-- TASK DIRECTIONS --
Go through the data below and return each line containing the word "CompressError".

[Collected data entries]
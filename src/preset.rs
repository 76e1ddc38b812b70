use crate::error::CompressError;
use serde::{Deserialize, Serialize};
use std::fmt;

/// Ghostscript `-dPDFSETTINGS` quality presets, ordered by spinner index.
#[derive(Debug, Clone, Copy, PartialEq, Eq, Hash, Serialize, Deserialize)]
#[serde(rename_all = "lowercase")]
pub enum Preset {
    /// Output useful across a wide variety of uses, possibly larger.
    Default,
    /// Similar to Acrobat Distiller "Prepress Optimized".
    Prepress,
    /// Similar to Acrobat Distiller "Print Optimized".
    Printer,
    /// Medium-resolution output, Acrobat Distiller "eBook".
    Ebook,
    /// Low-resolution output, Acrobat Distiller "Screen Optimized".
    Screen,
}

impl Preset {
    pub const ALL: [Preset; 5] = [
        Preset::Default,
        Preset::Prepress,
        Preset::Printer,
        Preset::Ebook,
        Preset::Screen,
    ];

    /// Index used when the caller does not choose one (printer).
    pub const DEFAULT_INDEX: u8 = 2;
    pub const MAX_INDEX: u8 = 4;

    pub fn from_index(index: i64) -> Result<Self, CompressError> {
        usize::try_from(index)
            .ok()
            .and_then(|i| Self::ALL.get(i).copied())
            .ok_or(CompressError::InvalidPreset(index))
    }

    pub fn index(self) -> u8 {
        match self {
            Preset::Default => 0,
            Preset::Prepress => 1,
            Preset::Printer => 2,
            Preset::Ebook => 3,
            Preset::Screen => 4,
        }
    }

    pub fn name(self) -> &'static str {
        match self {
            Preset::Default => "default",
            Preset::Prepress => "prepress",
            Preset::Printer => "printer",
            Preset::Ebook => "ebook",
            Preset::Screen => "screen",
        }
    }

    /// Value passed as `-dPDFSETTINGS=<flag>`.
    pub fn flag(self) -> &'static str {
        match self {
            Preset::Default => "/default",
            Preset::Prepress => "/prepress",
            Preset::Printer => "/printer",
            Preset::Ebook => "/ebook",
            Preset::Screen => "/screen",
        }
    }

    pub fn description(self) -> &'static str {
        match self {
            Preset::Default => "general purpose, possibly larger output",
            Preset::Prepress => "high quality, color preserving (Prepress Optimized)",
            Preset::Printer => "print quality (Print Optimized)",
            Preset::Ebook => "medium resolution (eBook)",
            Preset::Screen => "low resolution, smallest output (Screen Optimized)",
        }
    }
}

impl fmt::Display for Preset {
    fn fmt(&self, f: &mut fmt::Formatter<'_>) -> fmt::Result {
        f.write_str(self.name())
    }
}
use anyhow::{Context, Result};
use std::path::{Path, PathBuf};
use time::format_description::well_known::Rfc3339;

pub fn ensure_dir(p: &Path) -> Result<()> {
    std::fs::create_dir_all(p).with_context(|| format!("create_dir_all {}", p.display()))
}

pub fn now_rfc3339() -> String {
    time::OffsetDateTime::now_utc()
        .format(&Rfc3339)
        .unwrap_or_else(|_| "1970-01-01T00:00:00Z".to_string())
}

pub fn expand_tilde(path: &str) -> PathBuf {
    if let Some(rest) = path.strip_prefix("~/") {
        if let Ok(home) = std::env::var("HOME") {
            return PathBuf::from(home).join(rest);
        }
    }
    PathBuf::from(path)
}

/// True when both paths name the same file, falling back to textual comparison
/// if either side cannot be canonicalized yet.
pub fn same_file(a: &Path, b: &Path) -> bool {
    match (a.canonicalize(), b.canonicalize()) {
        (Ok(a), Ok(b)) => a == b,
        _ => a == b,
    }
}
use crate::preset::Preset;
use serde::{Deserialize, Serialize};
use std::path::PathBuf;

/// Decimal megabyte, matching what file managers show for "MB".
pub const BYTES_PER_MB: f64 = 1_000_000.0;

#[derive(Debug, Clone, PartialEq, Serialize, Deserialize)]
pub struct CompressionReport {
    pub input_path: PathBuf,
    pub output_path: PathBuf,
    pub input_bytes: u64,
    pub output_bytes: u64,
    pub preset: Preset,
    pub grayscale: bool,
}

impl CompressionReport {
    /// Fraction saved; negative when the engine produced a larger file.
    pub fn ratio(&self) -> f64 {
        compression_ratio(self.input_bytes, self.output_bytes)
    }

    pub fn summary_lines(&self) -> Vec<String> {
        vec![
            format!("Compression by {}.", format_ratio(self.ratio())),
            format!("Original:    {:.3}MB", file_size_mb(self.input_bytes)),
            format!("Converted:   {:.3}MB", file_size_mb(self.output_bytes)),
        ]
    }
}

pub fn file_size_mb(bytes: u64) -> f64 {
    bytes as f64 / BYTES_PER_MB
}

pub fn format_mb(bytes: u64) -> String {
    format!("{:.2}MB", file_size_mb(bytes))
}

pub fn compression_ratio(input_bytes: u64, output_bytes: u64) -> f64 {
    if input_bytes == 0 {
        return 0.0;
    }
    1.0 - (output_bytes as f64 / input_bytes as f64)
}

pub fn format_ratio(ratio: f64) -> String {
    format!("{:.0}%", ratio * 100.0)
}
use crate::{
    batch::{BatchOptions, run_batch},
    compressor::Compressor,
    config::Config,
    engine::{Engine, ghostscript::GhostscriptEngine},
    preset::Preset,
    util::{ensure_dir, now_rfc3339},
};
use anyhow::{Context, Result, anyhow};
use clap::{Parser, Subcommand};
use std::path::{Path, PathBuf};
use tracing::info;
use tracing_appender::non_blocking::WorkerGuard;
use tracing_subscriber::{EnvFilter, Layer, layer::SubscriberExt, util::SubscriberInitExt};

#[derive(Parser, Debug)]
#[command(name = "pdf-squash")]
#[command(about = "Shrink PDF files with Ghostscript quality presets")]
pub struct Args {
    #[command(subcommand)]
    pub cmd: Command,

    /// Path to config TOML. If omitted, uses ./pdf-squash.toml if present.
    #[arg(long, global = true)]
    pub config: Option<PathBuf>,

    /// Override log level (trace/debug/info/warn/error).
    #[arg(long, global = true)]
    pub log_level: Option<String>,
}

#[derive(Subcommand, Debug)]
pub enum Command {
    /// Compress one PDF.
    Compress {
        /// Relative or absolute path of the input PDF file.
        input: PathBuf,
        /// Output PDF path. Without it the input is replaced in place.
        #[arg(short = 'o', long = "out")]
        out: Option<PathBuf>,
        /// Compression level from 0 (default) to 4 (screen).
        #[arg(short = 'c', long = "compress", allow_negative_numbers = true)]
        compress: Option<i64>,
        /// Convert to grayscale.
        #[arg(short = 'g', long)]
        grayscale: bool,
        /// Keep a copy of the original when compressing in place.
        #[arg(short = 'b', long)]
        backup: bool,
        /// Open the resulting PDF afterwards.
        #[arg(long)]
        open: bool,
        /// Print a JSON summary instead of the text report.
        #[arg(long)]
        json: bool,
    },
    /// Report which engine would be used and its version.
    Doctor {},
    /// List the compression presets.
    Presets {},
    /// Open the desktop form.
    #[cfg(feature = "gui")]
    Gui {},
}

pub fn dispatch(args: Args) -> Result<()> {
    let cfg = match resolve_config_path(args.config.as_deref()) {
        Some(path) => Config::load(&path)?,
        None => Config::default(),
    };
    let _guard = init_logging(&args, &cfg)?;

    match &args.cmd {
        Command::Compress {
            input,
            out,
            compress,
            grayscale,
            backup,
            open,
            json,
        } => {
            let opts = BatchOptions {
                input: input.clone(),
                output: out.clone(),
                preset: compress.unwrap_or(i64::from(cfg.defaults.preset)),
                grayscale: *grayscale || cfg.defaults.grayscale,
                backup: *backup,
            };
            compress_cmd(&cfg, &opts, *open, *json || cfg.global.print_summary_json)
        }
        Command::Doctor {} => doctor(&cfg),
        Command::Presets {} => presets(),
        #[cfg(feature = "gui")]
        Command::Gui {} => crate::gui::run(&cfg),
    }
}

fn resolve_config_path(user: Option<&Path>) -> Option<PathBuf> {
    if let Some(p) = user {
        return Some(p.to_path_buf());
    }
    let default = PathBuf::from("pdf-squash.toml");
    default.exists().then_some(default)
}

fn init_logging(args: &Args, cfg: &Config) -> Result<Option<WorkerGuard>> {
    let directive = log_directive(
        args.log_level.as_deref(),
        std::env::var(LOG_ENV).ok(),
        std::env::var(EnvFilter::DEFAULT_ENV).ok(),
        &cfg.logging.level,
    );
    let filter = EnvFilter::try_new(&directive)
        .with_context(|| format!("bad log filter: {directive}"))?;

    let stderr_layer = if cfg.logging.json {
        tracing_subscriber::fmt::layer()
            .json()
            .with_writer(std::io::stderr)
            .with_target(true)
            .boxed()
    } else {
        tracing_subscriber::fmt::layer()
            .with_writer(std::io::stderr)
            .with_target(false)
            .boxed()
    };

    let (file_layer, guard) = match resolve_log_path(cfg) {
        Some(path) => {
            let parent = path.parent().unwrap_or_else(|| Path::new("."));
            if !parent.as_os_str().is_empty() {
                ensure_dir(parent)?;
            }
            let file = std::fs::File::create(&path)
                .with_context(|| format!("create log file: {}", path.display()))?;
            let (non_blocking, guard) = tracing_appender::non_blocking(file);
            let layer = tracing_subscriber::fmt::layer()
                .with_writer(non_blocking)
                .with_ansi(false)
                .with_target(true)
                .boxed();
            (Some(layer), Some(guard))
        }
        None => (None, None),
    };

    tracing_subscriber::registry()
        .with(filter)
        .with(stderr_layer)
        .with(file_layer)
        .try_init()
        .map_err(|e| anyhow!("failed to init logging: {e}"))?;

    Ok(guard)
}

const LOG_ENV: &str = "PDF_SQUASH_LOG";

/// `--log-level`, then `PDF_SQUASH_LOG`, then `RUST_LOG`, then the config level.
fn log_directive(
    cli: Option<&str>,
    app_env: Option<String>,
    rust_env: Option<String>,
    cfg_level: &str,
) -> String {
    cli.map(str::to_string)
        .or(app_env.filter(|v| !v.trim().is_empty()))
        .or(rust_env.filter(|v| !v.trim().is_empty()))
        .unwrap_or_else(|| cfg_level.to_string())
}

fn resolve_log_path(cfg: &Config) -> Option<PathBuf> {
    if !cfg.logging.write_to_file {
        return None;
    }
    if !cfg.logging.file_path.is_empty() {
        return Some(PathBuf::from(&cfg.logging.file_path));
    }
    Some(cfg.app_dir().join("pdf-squash.log"))
}

fn compress_cmd(cfg: &Config, opts: &BatchOptions, open: bool, json: bool) -> Result<()> {
    let engine = GhostscriptEngine::new(cfg)?;
    let compressor = Compressor::new(engine);

    let started = now_rfc3339();
    let outcome = run_batch(cfg, &compressor, opts)?;

    if json {
        println!(
            "{}",
            serde_json::to_string_pretty(&serde_json::json!({
                "started": started,
                "finished": now_rfc3339(),
                "engine": compressor.engine().executable(),
                "outcome": outcome,
                "ratio": outcome.report.ratio(),
                "status": "ok"
            }))?
        );
    } else {
        for line in outcome.report.summary_lines() {
            println!("{line}");
        }
        if let Some(backup) = &outcome.backup_path {
            println!("Backup:      {}", backup.display());
        }
        println!("Output:      {}", outcome.final_path.display());
        println!("Done.");
    }

    if open {
        info!("opening {}", outcome.final_path.display());
        crate::opener::open_path(&cfg.open, &outcome.final_path)?;
    }
    Ok(())
}

fn doctor(cfg: &Config) -> Result<()> {
    let engine = GhostscriptEngine::new(cfg)?;
    let diag = engine.doctor()?;
    println!("{}", serde_json::to_string_pretty(&diag)?);
    if !diag.ok {
        return Err(anyhow!(
            "engine check failed: {}",
            diag.error.unwrap_or_else(|| "no version reported".into())
        ));
    }
    Ok(())
}

fn presets() -> Result<()> {
    for p in Preset::ALL {
        let marker = if p.index() == Preset::DEFAULT_INDEX { " (default)" } else { "" };
        println!("{}  {:<9} {:<10} {}{}", p.index(), p.name(), p.flag(), p.description(), marker);
    }
    Ok(())
}
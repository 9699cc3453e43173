//! Integration tests: session-level undo/redo across discrete commands
//! and document load/import.

use nd_core::{EntityRef, Id, NodeAttr, SequentialIds, Side};
use nd_editor::{InteractionConfig, Session};
use pretty_assertions::assert_eq;

const OFFICE: &str = include_str!("../../nd-core/tests/fixtures/office.json");

fn session(prefix: &str, depth: usize) -> Session {
    let config = InteractionConfig {
        history_depth: depth,
        ..InteractionConfig::default()
    };
    Session::with_ids(config, Box::new(SequentialIds::new(prefix)))
}

#[test]
fn load_clears_history_and_selection() {
    let mut s = session("hist_a", 100);
    s.add_node(nd_core::Point::new(0.0, 0.0));
    assert!(s.can_undo());

    s.load(OFFICE).unwrap();
    assert!(!s.can_undo());
    assert!(s.selection().is_empty());
    assert_eq!(s.scene().title, "本社ネットワーク");
    assert_eq!(s.scene().nodes.len(), 3);
}

#[test]
fn failed_load_keeps_everything() {
    let mut s = session("hist_b", 100);
    s.load(OFFICE).unwrap();
    let n = s.add_node(nd_core::Point::new(0.0, 0.0));

    assert!(s.load(r#"{"nodes": []}"#).is_err());
    assert_eq!(s.scene().nodes.len(), 4);
    assert_eq!(s.selection().primary(), Some(EntityRef::Node(n)));
    assert!(s.can_undo());
}

#[test]
fn import_is_one_undo_step() {
    let mut s = session("hist_c", 100);
    s.load(OFFICE).unwrap();
    let imported = s.import(OFFICE).unwrap();

    assert_eq!(imported.nodes.len(), 3);
    assert_eq!(imported.groups.len(), 1);
    assert_eq!(imported.connections.len(), 1);
    assert_eq!(s.scene().nodes.len(), 6);
    assert_eq!(s.selection().node_count(), 3);
    assert!(imported.nodes.iter().all(|n| !["fw01", "core", "pc17"].contains(&n.as_str())));

    assert_eq!(s.undo().as_deref(), Some("import"));
    assert_eq!(s.scene().nodes.len(), 3);
    assert!(s.selection().is_empty());
    assert_eq!(s.redo().as_deref(), Some("import"));
    assert_eq!(s.scene().nodes.len(), 6);
}

#[test]
fn malformed_import_pushes_nothing() {
    let mut s = session("hist_d", 100);
    s.load(OFFICE).unwrap();
    assert!(s.import("{").is_err());
    assert!(!s.can_undo());
    assert_eq!(s.scene().nodes.len(), 3);
}

#[test]
fn port_rename_and_element_edits_undo_in_order() {
    let mut s = session("hist_e", 100);
    s.load(OFFICE).unwrap();
    let fw = Id::intern("fw01");

    assert_eq!(s.rename_port(fw, Side::Right, 0, "WAN"), Some(Id::intern("fw01-WAN")));
    assert_eq!(s.scene().connection(Id::intern("link1")).unwrap().from.port, Id::intern("fw01-WAN"));

    let e = s.add_element(fw, None).expect("node exists");
    assert_eq!(s.scene().node(fw).unwrap().elements.len(), 3);
    assert_ne!(e, Id::intern("fw01-e1"));
    assert_ne!(e, Id::intern("fw01-e2"));
    assert!(s.move_element(fw, 2, -1));
    assert_eq!(s.scene().node(fw).unwrap().elements[1].id, e);

    assert_eq!(s.undo().as_deref(), Some("reorder elements"));
    assert_eq!(s.undo().as_deref(), Some("add element"));
    assert_eq!(s.scene().node(fw).unwrap().elements.len(), 2);
    assert_eq!(s.undo().as_deref(), Some("rename port"));
    assert_eq!(s.scene().connection(Id::intern("link1")).unwrap().from.port, Id::intern("fw01-R1"));
}

#[test]
fn rejected_edits_record_nothing() {
    let mut s = session("hist_f", 100);
    s.load(OFFICE).unwrap();
    assert!(!s.set_node_attr(Id::intern("missing"), NodeAttr::Label("x".into())));
    assert!(!s.remove_port(Id::intern("core"), Side::Right, 0));
    assert_eq!(s.rename_port(Id::intern("fw01"), Side::Right, 0, "L1"), None);
    assert!(!s.can_undo());
}

#[test]
fn history_depth_is_bounded() {
    let mut s = session("hist_g", 2);
    s.load(OFFICE).unwrap();
    let core = Id::intern("core");
    for label in ["a", "b", "c"] {
        s.set_node_attr(core, NodeAttr::Label(label.into()));
    }
    assert!(s.undo().is_some());
    assert!(s.undo().is_some());
    assert!(s.undo().is_none());
    assert_eq!(s.scene().node(core).unwrap().label, "a");
}
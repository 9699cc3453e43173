pub mod hit;

pub use hit::{
    HitTolerance, connection_at, group_at, groups_in_rect, node_at, nodes_in_rect, port_at,
};
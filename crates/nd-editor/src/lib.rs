pub mod clipboard;
pub mod commands;
pub mod config;
pub mod input;
pub mod interaction;
pub mod selection;
pub mod session;
pub mod shortcuts;
pub mod viewport;

pub use clipboard::{ClipKind, Clipboard};
pub use commands::CommandStack;
pub use config::InteractionConfig;
pub use input::{InputEvent, Modifiers};
pub use interaction::{Effect, Mode, Transition, View, step};
pub use selection::Selection;
pub use session::Session;
pub use shortcuts::{ShortcutAction, ShortcutMap};
pub use viewport::Viewport;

-- REPLY --
use crate::error::CompressError;
    pub fn from_index(index: i64) -> Result<Self, CompressError> {
            .ok_or(CompressError::InvalidPreset(index))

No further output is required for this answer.